Data for analysis →
* * *
//! Import an export, then report from the resulting store.

use std::fs;
use std::path::Path;
use stockledger::cmd::import_cmd::import_into_store;
use stockledger::cmd::report_cmd::{write_report, Report};
use stockledger::render::OutputFormat;
use stockledger::reports::closing_stock;
use stockledger_core::{DateWindow, NaiveDate, TransactionFeed};
use stockledger_importer::{ExportConfig, LiveSource, LocalStore};

fn write_export(dir: &Path) {
    fs::write(
        dir.join("master1.csv"),
        "Code,MasterType,Name\n1001,6,Widget\n1002,6,Bolt\n2001,2,Cash\n2002,2,Idle\n",
    )
    .unwrap();
    fs::write(
        dir.join("tran2.csv"),
        "MasterCode1,VchType,RecType,VchNo,Date,Value1,Value3\n\
         1001,1,1,P1,2024-01-15,10,200\n\
         1001,2,1,S1,2024-01-20,-5,0\n\
         1002,1,1,B1,2024-01-05,4,8\n\
         2001,1,1,C1,2024-01-10,-11,0\n",
    )
    .unwrap();
    fs::write(
        dir.join("folio1.csv"),
        "MasterCode,MasterType,D1,D3\n1001,6,10,100\n2001,2,1005,0\n",
    )
    .unwrap();
}

fn imported_store(dir: &Path) -> LocalStore {
    let export_dir = dir.join("export");
    fs::create_dir(&export_dir).unwrap();
    write_export(&export_dir);

    let store_path = dir.join("store.json");
    let summary = import_into_store(ExportConfig::new(&export_dir), &store_path).unwrap();
    assert_eq!(summary.masters, 4);
    assert_eq!(summary.created, 4);
    assert_eq!(summary.errors, 0);

    LocalStore::open(&store_path).unwrap()
}

fn report(feed: &dyn TransactionFeed, report: &Report, window: &DateWindow) -> String {
    let mut out = Vec::new();
    write_report(feed, report, window, OutputFormat::Csv, &mut out).unwrap();
    String::from_utf8(out).unwrap()
}

#[test]
fn test_closing_stock_from_store() {
    let dir = tempfile::tempdir().unwrap();
    let store = imported_store(dir.path());

    let csv = report(
        &store,
        &Report::Stock { hide_zero: false },
        &DateWindow::unbounded(),
    );
    let lines: Vec<&str> = csv.lines().collect();
    assert_eq!(lines.len(), 3);
    assert_eq!(lines[1], "1002,Bolt,0.00,0.00,4.00,8.00,4.00,8.00");
    assert_eq!(lines[2], "1001,Widget,10.00,100.00,5.00,125.00,15.00,225.00");
}

#[test]
fn test_closing_stock_windowed() {
    let dir = tempfile::tempdir().unwrap();
    let store = imported_store(dir.path());

    // Only the sale falls inside; the receipt is folded into the opening
    let window = DateWindow::from(NaiveDate::from_ymd_opt(2024, 1, 16).unwrap());
    let csv = report(&store, &Report::Stock { hide_zero: true }, &window);
    let lines: Vec<&str> = csv.lines().collect();
    assert_eq!(lines[1], "1002,Bolt,4.00,8.00,0.00,0.00,4.00,8.00");
    assert_eq!(lines[2], "1001,Widget,20.00,300.00,-5.00,-75.00,15.00,225.00");
}

#[test]
fn test_closing_balance_from_store() {
    let dir = tempfile::tempdir().unwrap();
    let store = imported_store(dir.path());

    let csv = report(&store, &Report::Balance, &DateWindow::unbounded());
    assert_eq!(
        csv,
        "Code,Name,Opening,Period,Closing\n2001,Cash,1005.00,-11.00,994.00\n"
    );
}

#[test]
fn test_stock_ledger_from_store() {
    let dir = tempfile::tempdir().unwrap();
    let store = imported_store(dir.path());

    let csv = report(&store, &Report::Ledger { code: 1001 }, &DateWindow::unbounded());
    let lines: Vec<&str> = csv.lines().collect();
    assert_eq!(lines.len(), 4);
    assert!(lines[1].starts_with("0,2024-01-15,Opening Balance,0.00,0.00,10.00,0.00,10.00,100.00,"));
    assert!(lines[2].starts_with("1,2024-01-15,P1,10.00,100.00,10.00,0.00,20.00,300.00,"));
    assert!(lines[3].starts_with("2,2024-01-20,S1,20.00,300.00,0.00,5.00,15.00,225.00,"));
}

#[test]
fn test_ledger_of_account_is_rejected() {
    let dir = tempfile::tempdir().unwrap();
    let store = imported_store(dir.path());

    let mut out = Vec::new();
    let err = write_report(
        &store,
        &Report::Ledger { code: 2001 },
        &DateWindow::unbounded(),
        OutputFormat::Text,
        &mut out,
    )
    .unwrap_err();
    assert_eq!(err.to_string(), "Cash (2001) is an account, not an inventory item");
}

#[test]
fn test_reimport_is_idempotent() {
    let dir = tempfile::tempdir().unwrap();
    let _ = imported_store(dir.path());

    let summary =
        import_into_store(ExportConfig::new(dir.path().join("export")), &dir.path().join("store.json"))
            .unwrap();
    assert_eq!(summary.created, 0);
    assert_eq!(summary.updated, 0);
    assert_eq!(summary.skipped, 4);

    let store = LocalStore::open(&dir.path().join("store.json")).unwrap();
    assert_eq!(store.transaction_count(), 4);
}

#[test]
fn test_local_and_live_closing_stock_agree() {
    let dir = tempfile::tempdir().unwrap();
    let export_dir = dir.path().join("export");
    fs::create_dir(&export_dir).unwrap();
    write_export(&export_dir);
    // A second line of P1 on the same day
    fs::write(
        export_dir.join("tran2.csv"),
        "MasterCode1,VchType,RecType,VchNo,Date,Value1,Value3\n\
         1001,1,1,P1,2024-01-15,10,200\n\
         1001,1,1,P1,2024-01-15,5,50\n\
         1001,2,1,S1,2024-01-20,-5,0\n\
         1002,1,1,B1,2024-01-05,4,8\n",
    )
    .unwrap();

    let store_path = dir.path().join("store.json");
    let summary = import_into_store(ExportConfig::new(&export_dir), &store_path).unwrap();
    assert_eq!(summary.created, 4);

    let local = LocalStore::open(&store_path).unwrap();
    let live = LiveSource::connect(ExportConfig::new(&export_dir)).unwrap();

    for window in [
        DateWindow::unbounded(),
        DateWindow::from(NaiveDate::from_ymd_opt(2024, 1, 16).unwrap()),
    ] {
        let local_report = closing_stock(&local, &window, false).unwrap();
        let live_report = closing_stock(&live, &window, false).unwrap();
        assert_eq!(local_report.items, live_report.items);
        assert_eq!(local_report.summary, live_report.summary);
    }

    let widget = closing_stock(&local, &DateWindow::unbounded(), false)
        .unwrap()
        .items
        .into_iter()
        .find(|r| r.code == 1001)
        .unwrap();
    assert_eq!(widget.valuation.closing_quantity, rust_decimal::Decimal::from(20));
}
* * *
What needs to be done → Return each line of the data where the word "Bolt" appears.

Solution to this exercise →
        "Code,MasterType,Name\n1001,6,Widget\n1002,6,Bolt\n2001,2,Cash\n2002,2,Idle\n",
    assert_eq!(lines[1], "1002,Bolt,0.00,0.00,4.00,8.00,4.00,8.00");
    assert_eq!(lines[1], "1002,Bolt,4.00,8.00,0.00,0.00,4.00,8.00");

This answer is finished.